◆ ACTION ITEM: Once you reach the line that holds "report.seed_statements += 1;" in the listing below, output it and every line after it through the line that holds "type Handle = FailingHandle;", word for word.

◆ RAW DATA:
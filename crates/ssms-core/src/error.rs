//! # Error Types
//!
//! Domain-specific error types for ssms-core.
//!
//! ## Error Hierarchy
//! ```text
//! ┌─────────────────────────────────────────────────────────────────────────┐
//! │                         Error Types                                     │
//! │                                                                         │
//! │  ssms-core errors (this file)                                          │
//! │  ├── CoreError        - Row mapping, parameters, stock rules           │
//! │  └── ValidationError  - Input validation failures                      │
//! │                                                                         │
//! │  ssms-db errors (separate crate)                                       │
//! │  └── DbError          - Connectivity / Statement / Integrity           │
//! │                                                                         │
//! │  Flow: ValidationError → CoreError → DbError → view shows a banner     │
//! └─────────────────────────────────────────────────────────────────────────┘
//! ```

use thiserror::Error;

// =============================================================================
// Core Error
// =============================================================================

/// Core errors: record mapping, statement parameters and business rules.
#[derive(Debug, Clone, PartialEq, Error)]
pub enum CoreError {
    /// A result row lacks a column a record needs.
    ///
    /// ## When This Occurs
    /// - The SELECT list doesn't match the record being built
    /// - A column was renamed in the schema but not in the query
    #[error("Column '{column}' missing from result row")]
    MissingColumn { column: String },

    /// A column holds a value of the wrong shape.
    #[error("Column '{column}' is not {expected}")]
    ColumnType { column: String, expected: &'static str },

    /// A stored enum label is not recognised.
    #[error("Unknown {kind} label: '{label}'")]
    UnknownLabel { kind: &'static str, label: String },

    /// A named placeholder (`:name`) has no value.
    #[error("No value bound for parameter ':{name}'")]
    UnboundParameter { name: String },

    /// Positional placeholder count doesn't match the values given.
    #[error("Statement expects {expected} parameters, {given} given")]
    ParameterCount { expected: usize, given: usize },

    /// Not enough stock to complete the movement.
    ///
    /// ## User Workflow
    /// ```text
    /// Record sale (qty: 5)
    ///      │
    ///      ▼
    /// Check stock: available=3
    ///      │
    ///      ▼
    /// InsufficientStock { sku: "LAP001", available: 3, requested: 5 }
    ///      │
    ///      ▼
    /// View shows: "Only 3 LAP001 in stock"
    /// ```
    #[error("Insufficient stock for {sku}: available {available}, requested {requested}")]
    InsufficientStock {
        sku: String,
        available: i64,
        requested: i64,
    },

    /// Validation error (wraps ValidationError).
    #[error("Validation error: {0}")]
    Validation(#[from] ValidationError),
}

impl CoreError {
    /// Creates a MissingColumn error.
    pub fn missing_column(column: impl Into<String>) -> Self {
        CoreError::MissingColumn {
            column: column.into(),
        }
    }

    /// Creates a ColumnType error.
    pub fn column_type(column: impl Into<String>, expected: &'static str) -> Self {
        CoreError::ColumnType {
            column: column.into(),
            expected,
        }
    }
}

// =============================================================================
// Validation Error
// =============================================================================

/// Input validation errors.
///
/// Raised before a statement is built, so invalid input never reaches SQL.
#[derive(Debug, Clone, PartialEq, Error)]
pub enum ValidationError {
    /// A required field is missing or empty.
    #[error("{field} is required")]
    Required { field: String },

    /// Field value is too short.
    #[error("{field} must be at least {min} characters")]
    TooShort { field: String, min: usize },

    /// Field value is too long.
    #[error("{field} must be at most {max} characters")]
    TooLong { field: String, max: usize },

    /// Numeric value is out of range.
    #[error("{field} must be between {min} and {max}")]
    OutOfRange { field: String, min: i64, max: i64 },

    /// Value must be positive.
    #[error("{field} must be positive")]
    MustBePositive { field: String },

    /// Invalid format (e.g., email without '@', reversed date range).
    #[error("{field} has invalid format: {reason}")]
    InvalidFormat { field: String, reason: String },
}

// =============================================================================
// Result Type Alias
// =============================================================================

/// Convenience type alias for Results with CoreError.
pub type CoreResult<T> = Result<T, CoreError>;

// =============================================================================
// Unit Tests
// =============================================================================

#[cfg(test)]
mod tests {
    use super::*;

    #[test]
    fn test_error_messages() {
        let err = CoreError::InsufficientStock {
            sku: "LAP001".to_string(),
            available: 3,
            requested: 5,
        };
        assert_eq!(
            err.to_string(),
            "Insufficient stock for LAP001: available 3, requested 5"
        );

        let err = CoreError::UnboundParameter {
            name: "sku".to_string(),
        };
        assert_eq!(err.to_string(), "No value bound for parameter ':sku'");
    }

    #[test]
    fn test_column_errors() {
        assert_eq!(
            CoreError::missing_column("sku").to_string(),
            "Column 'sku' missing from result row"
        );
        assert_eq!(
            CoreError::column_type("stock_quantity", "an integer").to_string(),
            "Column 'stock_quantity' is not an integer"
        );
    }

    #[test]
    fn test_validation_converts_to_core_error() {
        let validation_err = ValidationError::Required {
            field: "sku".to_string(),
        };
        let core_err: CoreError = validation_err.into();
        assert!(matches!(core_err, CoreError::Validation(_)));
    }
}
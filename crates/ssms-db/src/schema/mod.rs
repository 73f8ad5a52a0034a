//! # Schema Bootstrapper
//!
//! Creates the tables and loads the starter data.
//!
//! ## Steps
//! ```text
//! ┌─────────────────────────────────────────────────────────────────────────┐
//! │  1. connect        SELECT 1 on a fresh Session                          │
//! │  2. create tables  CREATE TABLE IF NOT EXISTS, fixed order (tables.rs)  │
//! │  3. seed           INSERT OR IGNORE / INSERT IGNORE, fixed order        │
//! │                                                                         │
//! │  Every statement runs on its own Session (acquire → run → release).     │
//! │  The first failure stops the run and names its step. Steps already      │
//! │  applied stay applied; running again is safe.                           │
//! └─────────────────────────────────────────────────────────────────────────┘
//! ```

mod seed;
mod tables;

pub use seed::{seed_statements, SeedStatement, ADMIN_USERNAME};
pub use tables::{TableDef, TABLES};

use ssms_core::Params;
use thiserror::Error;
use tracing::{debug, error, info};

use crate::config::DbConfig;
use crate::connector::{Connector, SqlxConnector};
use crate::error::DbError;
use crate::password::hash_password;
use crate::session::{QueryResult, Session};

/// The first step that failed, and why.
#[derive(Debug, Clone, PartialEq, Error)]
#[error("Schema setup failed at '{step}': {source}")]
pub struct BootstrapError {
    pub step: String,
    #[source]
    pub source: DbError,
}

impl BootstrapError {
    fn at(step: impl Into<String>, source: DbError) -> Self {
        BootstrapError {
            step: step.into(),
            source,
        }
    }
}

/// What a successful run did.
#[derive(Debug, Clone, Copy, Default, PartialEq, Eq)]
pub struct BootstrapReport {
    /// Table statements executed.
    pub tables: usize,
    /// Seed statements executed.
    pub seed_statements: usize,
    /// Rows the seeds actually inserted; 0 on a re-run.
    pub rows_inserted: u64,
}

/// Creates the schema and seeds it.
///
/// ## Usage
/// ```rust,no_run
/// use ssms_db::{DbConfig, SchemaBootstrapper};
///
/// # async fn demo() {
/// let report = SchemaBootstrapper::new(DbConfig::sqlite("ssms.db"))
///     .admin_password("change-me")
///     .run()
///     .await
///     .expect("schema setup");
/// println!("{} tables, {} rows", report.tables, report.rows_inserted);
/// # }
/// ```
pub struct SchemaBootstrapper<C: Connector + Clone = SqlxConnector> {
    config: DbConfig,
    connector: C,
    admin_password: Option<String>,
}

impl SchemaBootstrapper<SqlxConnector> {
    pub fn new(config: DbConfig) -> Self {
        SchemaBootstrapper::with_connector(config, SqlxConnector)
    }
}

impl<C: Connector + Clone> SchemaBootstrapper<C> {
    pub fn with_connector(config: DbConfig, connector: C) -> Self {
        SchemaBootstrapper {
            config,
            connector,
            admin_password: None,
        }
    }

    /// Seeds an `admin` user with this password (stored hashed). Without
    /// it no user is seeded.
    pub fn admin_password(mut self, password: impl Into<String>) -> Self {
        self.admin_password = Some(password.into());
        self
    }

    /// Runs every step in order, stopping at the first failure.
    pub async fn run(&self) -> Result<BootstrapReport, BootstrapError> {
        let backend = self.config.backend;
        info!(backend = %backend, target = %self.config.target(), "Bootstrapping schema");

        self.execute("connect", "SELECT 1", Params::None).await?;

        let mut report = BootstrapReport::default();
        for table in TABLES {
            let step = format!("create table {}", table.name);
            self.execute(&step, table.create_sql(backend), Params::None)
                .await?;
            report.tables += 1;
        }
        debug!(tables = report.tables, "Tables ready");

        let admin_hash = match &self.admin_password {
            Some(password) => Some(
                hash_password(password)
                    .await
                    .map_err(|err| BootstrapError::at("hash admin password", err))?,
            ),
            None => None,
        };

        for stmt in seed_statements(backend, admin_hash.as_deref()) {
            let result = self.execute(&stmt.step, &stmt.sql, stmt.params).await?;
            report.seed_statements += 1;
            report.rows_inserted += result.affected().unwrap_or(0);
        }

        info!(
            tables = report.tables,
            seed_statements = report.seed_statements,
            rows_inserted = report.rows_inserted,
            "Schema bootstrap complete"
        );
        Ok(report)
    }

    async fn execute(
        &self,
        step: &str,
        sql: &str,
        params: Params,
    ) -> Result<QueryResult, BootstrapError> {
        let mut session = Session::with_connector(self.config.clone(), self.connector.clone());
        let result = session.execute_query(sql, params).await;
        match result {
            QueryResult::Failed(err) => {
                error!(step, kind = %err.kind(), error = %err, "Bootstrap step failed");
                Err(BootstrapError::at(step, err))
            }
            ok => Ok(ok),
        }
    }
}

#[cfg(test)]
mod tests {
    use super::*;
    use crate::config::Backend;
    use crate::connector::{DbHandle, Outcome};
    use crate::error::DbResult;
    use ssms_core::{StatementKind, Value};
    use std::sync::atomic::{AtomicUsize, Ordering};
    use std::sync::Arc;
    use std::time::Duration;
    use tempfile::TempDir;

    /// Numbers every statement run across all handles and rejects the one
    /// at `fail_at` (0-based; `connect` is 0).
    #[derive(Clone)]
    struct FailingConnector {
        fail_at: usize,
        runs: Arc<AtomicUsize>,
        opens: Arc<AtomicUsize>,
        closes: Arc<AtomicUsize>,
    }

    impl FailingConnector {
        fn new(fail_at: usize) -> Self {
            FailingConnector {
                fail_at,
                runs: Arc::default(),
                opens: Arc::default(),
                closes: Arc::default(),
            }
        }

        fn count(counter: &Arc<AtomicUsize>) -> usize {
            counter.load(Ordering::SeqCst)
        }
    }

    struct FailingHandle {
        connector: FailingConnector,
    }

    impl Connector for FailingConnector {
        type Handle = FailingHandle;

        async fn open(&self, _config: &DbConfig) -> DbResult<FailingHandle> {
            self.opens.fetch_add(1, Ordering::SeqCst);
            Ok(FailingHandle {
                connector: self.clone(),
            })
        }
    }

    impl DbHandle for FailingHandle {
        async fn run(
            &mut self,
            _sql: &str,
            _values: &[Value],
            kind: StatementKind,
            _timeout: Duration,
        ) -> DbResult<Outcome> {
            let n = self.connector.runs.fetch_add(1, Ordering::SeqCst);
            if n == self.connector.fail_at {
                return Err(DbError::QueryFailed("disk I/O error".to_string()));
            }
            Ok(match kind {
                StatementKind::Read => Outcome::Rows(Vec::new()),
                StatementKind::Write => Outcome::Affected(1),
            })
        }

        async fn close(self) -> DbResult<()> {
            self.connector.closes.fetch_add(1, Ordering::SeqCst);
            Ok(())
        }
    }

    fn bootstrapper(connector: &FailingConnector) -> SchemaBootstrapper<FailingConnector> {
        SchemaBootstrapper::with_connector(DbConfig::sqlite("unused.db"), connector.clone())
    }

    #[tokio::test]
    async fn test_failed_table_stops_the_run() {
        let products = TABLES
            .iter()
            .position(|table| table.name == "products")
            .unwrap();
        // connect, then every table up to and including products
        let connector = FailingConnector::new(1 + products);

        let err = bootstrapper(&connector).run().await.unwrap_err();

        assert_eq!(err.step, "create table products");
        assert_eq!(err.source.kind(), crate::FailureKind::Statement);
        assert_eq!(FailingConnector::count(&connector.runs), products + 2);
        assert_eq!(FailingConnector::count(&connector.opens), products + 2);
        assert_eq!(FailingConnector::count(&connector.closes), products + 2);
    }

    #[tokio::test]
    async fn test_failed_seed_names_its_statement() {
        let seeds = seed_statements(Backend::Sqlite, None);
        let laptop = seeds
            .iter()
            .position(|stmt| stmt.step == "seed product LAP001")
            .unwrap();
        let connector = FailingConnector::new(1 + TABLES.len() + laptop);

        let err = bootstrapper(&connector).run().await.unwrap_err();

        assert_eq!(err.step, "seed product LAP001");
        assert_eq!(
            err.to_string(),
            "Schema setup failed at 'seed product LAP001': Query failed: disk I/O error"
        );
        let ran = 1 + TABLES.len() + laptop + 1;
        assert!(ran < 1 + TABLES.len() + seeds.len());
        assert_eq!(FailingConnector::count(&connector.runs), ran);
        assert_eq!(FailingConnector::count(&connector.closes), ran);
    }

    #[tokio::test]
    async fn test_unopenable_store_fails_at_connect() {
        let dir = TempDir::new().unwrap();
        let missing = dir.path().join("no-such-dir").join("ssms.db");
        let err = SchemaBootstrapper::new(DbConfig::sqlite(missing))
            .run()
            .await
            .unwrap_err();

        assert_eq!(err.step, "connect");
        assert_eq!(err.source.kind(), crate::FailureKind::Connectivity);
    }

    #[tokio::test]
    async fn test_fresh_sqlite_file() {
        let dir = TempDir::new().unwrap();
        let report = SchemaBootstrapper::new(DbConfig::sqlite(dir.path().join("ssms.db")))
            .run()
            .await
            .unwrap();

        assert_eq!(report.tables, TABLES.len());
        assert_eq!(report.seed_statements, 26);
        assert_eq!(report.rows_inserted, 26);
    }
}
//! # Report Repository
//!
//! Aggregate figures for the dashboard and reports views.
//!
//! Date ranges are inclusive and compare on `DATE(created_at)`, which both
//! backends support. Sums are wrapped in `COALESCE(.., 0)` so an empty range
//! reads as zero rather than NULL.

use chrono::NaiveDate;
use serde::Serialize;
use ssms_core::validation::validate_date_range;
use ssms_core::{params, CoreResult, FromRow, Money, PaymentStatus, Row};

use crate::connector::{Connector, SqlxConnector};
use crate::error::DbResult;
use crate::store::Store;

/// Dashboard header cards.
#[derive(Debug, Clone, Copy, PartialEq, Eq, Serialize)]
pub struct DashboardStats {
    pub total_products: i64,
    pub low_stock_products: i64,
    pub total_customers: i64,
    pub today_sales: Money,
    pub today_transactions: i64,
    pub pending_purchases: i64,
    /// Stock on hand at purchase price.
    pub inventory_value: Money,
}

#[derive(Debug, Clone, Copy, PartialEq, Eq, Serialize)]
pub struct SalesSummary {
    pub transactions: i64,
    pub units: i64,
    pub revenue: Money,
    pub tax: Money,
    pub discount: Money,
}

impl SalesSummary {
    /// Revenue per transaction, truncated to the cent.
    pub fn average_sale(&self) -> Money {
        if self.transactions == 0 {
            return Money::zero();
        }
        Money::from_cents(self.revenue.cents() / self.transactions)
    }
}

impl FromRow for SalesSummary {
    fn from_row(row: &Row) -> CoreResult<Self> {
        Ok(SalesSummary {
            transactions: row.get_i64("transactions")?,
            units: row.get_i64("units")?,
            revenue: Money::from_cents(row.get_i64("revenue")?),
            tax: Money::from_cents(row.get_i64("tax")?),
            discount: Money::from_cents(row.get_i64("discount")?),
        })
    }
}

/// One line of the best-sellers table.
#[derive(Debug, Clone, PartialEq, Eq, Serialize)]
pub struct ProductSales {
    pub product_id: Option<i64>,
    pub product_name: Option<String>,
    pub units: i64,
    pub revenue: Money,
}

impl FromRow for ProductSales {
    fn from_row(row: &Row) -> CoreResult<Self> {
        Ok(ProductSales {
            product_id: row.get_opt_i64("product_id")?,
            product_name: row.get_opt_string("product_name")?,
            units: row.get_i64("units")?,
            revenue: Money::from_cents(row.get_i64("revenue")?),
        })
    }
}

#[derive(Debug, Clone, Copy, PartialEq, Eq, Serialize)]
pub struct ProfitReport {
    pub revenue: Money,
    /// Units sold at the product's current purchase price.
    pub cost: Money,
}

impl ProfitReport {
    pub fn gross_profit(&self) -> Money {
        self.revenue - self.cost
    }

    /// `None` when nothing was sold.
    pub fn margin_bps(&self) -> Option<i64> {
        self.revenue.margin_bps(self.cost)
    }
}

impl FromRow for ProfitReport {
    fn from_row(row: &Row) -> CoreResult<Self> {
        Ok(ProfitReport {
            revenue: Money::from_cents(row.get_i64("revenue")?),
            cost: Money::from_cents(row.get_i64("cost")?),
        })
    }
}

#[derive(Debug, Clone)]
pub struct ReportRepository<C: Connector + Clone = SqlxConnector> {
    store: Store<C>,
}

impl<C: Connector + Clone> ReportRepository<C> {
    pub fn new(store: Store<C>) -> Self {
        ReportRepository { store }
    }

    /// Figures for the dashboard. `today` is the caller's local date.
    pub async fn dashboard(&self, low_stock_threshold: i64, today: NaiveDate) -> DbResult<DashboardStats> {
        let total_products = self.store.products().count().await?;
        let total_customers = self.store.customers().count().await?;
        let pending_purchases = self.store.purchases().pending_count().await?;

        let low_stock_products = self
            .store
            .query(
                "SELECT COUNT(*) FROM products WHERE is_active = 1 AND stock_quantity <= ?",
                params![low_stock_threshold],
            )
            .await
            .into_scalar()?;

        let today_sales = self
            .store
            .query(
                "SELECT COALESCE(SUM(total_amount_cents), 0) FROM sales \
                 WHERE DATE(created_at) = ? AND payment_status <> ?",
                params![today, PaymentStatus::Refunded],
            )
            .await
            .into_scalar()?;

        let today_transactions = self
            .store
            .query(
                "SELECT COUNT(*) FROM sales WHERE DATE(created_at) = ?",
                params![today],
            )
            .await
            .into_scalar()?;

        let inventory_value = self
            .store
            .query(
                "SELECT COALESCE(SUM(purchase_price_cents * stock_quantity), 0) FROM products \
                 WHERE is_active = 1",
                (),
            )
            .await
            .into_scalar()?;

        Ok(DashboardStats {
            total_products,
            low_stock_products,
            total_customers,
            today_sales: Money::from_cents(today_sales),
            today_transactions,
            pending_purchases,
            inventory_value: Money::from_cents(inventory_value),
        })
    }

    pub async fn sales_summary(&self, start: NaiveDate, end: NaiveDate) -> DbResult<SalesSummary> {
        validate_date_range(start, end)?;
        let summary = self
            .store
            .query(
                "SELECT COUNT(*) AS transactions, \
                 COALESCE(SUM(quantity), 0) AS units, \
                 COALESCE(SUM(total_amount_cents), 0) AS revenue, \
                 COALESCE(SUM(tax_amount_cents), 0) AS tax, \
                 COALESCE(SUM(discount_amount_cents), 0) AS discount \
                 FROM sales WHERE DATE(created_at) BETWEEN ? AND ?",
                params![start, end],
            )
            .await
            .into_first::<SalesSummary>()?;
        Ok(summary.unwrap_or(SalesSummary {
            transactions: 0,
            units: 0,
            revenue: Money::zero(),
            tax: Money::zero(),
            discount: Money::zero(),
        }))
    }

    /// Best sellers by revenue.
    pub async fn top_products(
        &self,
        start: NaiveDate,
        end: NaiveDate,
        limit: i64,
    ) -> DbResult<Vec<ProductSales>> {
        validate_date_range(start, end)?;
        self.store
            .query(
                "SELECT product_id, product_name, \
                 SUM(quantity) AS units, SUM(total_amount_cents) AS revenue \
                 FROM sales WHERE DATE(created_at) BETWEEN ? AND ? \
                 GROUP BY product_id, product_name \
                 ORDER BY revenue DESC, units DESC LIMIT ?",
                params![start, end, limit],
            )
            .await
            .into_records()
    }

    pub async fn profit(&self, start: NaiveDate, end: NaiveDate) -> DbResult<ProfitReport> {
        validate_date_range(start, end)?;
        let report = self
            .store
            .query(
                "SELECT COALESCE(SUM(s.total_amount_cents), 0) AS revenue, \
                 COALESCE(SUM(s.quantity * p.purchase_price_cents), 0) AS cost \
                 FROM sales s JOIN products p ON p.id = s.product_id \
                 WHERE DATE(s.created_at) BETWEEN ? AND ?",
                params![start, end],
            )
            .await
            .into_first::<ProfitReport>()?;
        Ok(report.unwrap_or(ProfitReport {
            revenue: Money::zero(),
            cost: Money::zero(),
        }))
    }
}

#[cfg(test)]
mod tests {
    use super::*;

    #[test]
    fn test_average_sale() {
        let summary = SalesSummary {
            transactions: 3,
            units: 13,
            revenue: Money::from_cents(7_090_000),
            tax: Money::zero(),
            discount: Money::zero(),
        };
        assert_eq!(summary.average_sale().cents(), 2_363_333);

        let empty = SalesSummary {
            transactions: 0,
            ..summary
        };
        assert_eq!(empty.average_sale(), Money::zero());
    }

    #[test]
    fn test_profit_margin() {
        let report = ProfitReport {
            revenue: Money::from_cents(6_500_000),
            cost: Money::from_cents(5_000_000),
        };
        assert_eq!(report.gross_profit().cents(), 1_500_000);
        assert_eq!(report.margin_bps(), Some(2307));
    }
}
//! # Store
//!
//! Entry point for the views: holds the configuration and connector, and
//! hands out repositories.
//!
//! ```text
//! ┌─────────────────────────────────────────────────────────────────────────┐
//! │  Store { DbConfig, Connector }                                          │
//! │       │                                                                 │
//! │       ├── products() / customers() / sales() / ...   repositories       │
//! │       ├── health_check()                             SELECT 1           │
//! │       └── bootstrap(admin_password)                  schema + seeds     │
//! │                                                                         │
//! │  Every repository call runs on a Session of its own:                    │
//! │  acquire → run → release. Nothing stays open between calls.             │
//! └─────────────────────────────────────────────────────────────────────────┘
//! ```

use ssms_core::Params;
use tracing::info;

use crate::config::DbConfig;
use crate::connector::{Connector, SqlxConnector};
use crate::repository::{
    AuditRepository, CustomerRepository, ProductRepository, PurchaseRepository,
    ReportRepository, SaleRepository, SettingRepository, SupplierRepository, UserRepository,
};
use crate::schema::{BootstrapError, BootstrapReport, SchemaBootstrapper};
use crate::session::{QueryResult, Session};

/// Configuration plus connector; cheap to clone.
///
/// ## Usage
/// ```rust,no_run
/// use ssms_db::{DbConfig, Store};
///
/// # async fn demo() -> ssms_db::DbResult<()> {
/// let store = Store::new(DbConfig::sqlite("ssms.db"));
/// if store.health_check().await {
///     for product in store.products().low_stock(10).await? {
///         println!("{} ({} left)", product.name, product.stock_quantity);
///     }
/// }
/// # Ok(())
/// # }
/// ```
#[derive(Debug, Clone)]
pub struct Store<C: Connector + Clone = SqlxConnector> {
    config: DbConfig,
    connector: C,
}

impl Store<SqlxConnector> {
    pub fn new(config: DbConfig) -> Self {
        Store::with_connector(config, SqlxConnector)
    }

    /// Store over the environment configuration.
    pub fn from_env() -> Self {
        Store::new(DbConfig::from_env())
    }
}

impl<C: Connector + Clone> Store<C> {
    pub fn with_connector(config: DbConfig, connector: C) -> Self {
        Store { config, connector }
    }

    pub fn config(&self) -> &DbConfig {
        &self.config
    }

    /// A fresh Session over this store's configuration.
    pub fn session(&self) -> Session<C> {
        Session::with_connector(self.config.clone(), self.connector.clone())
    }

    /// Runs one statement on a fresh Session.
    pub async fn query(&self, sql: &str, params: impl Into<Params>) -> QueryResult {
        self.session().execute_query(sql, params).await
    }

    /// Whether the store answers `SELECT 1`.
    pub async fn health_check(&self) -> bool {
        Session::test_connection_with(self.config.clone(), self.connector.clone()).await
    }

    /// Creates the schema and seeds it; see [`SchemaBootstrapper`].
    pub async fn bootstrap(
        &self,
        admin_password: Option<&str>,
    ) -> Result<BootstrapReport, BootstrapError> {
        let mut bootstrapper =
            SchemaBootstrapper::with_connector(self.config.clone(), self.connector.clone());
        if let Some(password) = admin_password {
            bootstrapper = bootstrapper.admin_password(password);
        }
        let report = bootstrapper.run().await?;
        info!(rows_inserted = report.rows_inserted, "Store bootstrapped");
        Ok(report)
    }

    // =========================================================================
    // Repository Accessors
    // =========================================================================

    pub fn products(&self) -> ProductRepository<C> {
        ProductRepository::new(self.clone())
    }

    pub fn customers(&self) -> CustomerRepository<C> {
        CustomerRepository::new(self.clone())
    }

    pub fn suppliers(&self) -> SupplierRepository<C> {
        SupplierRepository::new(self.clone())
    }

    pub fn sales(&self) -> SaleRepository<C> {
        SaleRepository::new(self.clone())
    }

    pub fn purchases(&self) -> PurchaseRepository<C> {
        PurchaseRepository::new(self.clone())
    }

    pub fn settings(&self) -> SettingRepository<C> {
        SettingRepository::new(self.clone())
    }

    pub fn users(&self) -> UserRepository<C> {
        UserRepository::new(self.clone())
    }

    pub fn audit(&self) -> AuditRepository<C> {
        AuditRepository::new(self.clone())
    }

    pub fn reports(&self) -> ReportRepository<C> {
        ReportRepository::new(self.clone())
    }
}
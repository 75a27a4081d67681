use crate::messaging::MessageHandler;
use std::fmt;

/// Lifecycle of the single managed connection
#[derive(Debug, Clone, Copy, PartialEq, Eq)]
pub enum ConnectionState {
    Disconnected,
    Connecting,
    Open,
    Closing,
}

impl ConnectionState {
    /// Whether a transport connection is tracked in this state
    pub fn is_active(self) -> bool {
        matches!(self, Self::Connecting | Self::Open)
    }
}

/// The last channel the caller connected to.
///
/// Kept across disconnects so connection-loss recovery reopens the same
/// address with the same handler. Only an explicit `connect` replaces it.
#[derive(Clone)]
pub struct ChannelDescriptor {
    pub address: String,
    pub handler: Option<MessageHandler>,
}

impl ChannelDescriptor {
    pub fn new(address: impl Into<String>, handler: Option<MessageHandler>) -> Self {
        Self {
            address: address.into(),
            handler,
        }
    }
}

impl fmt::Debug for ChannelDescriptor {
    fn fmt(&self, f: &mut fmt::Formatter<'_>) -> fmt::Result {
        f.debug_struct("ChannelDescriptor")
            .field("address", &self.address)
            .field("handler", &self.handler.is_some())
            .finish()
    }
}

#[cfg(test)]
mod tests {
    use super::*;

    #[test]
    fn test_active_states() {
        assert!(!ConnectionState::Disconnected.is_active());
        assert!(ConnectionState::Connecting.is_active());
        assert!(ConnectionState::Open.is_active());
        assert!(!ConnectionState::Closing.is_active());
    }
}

◆ RESPONSE FOR THIS EXERCISE:
            report.seed_statements += 1;
            report.rows_inserted += result.affected().unwrap_or(0);
        }

        info!(
            tables = report.tables,
            seed_statements = report.seed_statements,
            rows_inserted = report.rows_inserted,
            "Schema bootstrap complete"
        );
        Ok(report)
    }

    async fn execute(
        &self,
        step: &str,
        sql: &str,
        params: Params,
    ) -> Result<QueryResult, BootstrapError> {
        let mut session = Session::with_connector(self.config.clone(), self.connector.clone());
        let result = session.execute_query(sql, params).await;
        match result {
            QueryResult::Failed(err) => {
                error!(step, kind = %err.kind(), error = %err, "Bootstrap step failed");
                Err(BootstrapError::at(step, err))
            }
            ok => Ok(ok),
        }
    }
}

#[cfg(test)]
mod tests {
    use super::*;
    use crate::config::Backend;
    use crate::connector::{DbHandle, Outcome};
    use crate::error::DbResult;
    use ssms_core::{StatementKind, Value};
    use std::sync::atomic::{AtomicUsize, Ordering};
    use std::sync::Arc;
    use std::time::Duration;
    use tempfile::TempDir;

    /// Numbers every statement run across all handles and rejects the one
    /// at `fail_at` (0-based; `connect` is 0).
    #[derive(Clone)]
    struct FailingConnector {
        fail_at: usize,
        runs: Arc<AtomicUsize>,
        opens: Arc<AtomicUsize>,
        closes: Arc<AtomicUsize>,
    }

    impl FailingConnector {
        fn new(fail_at: usize) -> Self {
            FailingConnector {
                fail_at,
                runs: Arc::default(),
                opens: Arc::default(),
                closes: Arc::default(),
            }
        }

        fn count(counter: &Arc<AtomicUsize>) -> usize {
            counter.load(Ordering::SeqCst)
        }
    }

    struct FailingHandle {
        connector: FailingConnector,
    }

    impl Connector for FailingConnector {
        type Handle = FailingHandle;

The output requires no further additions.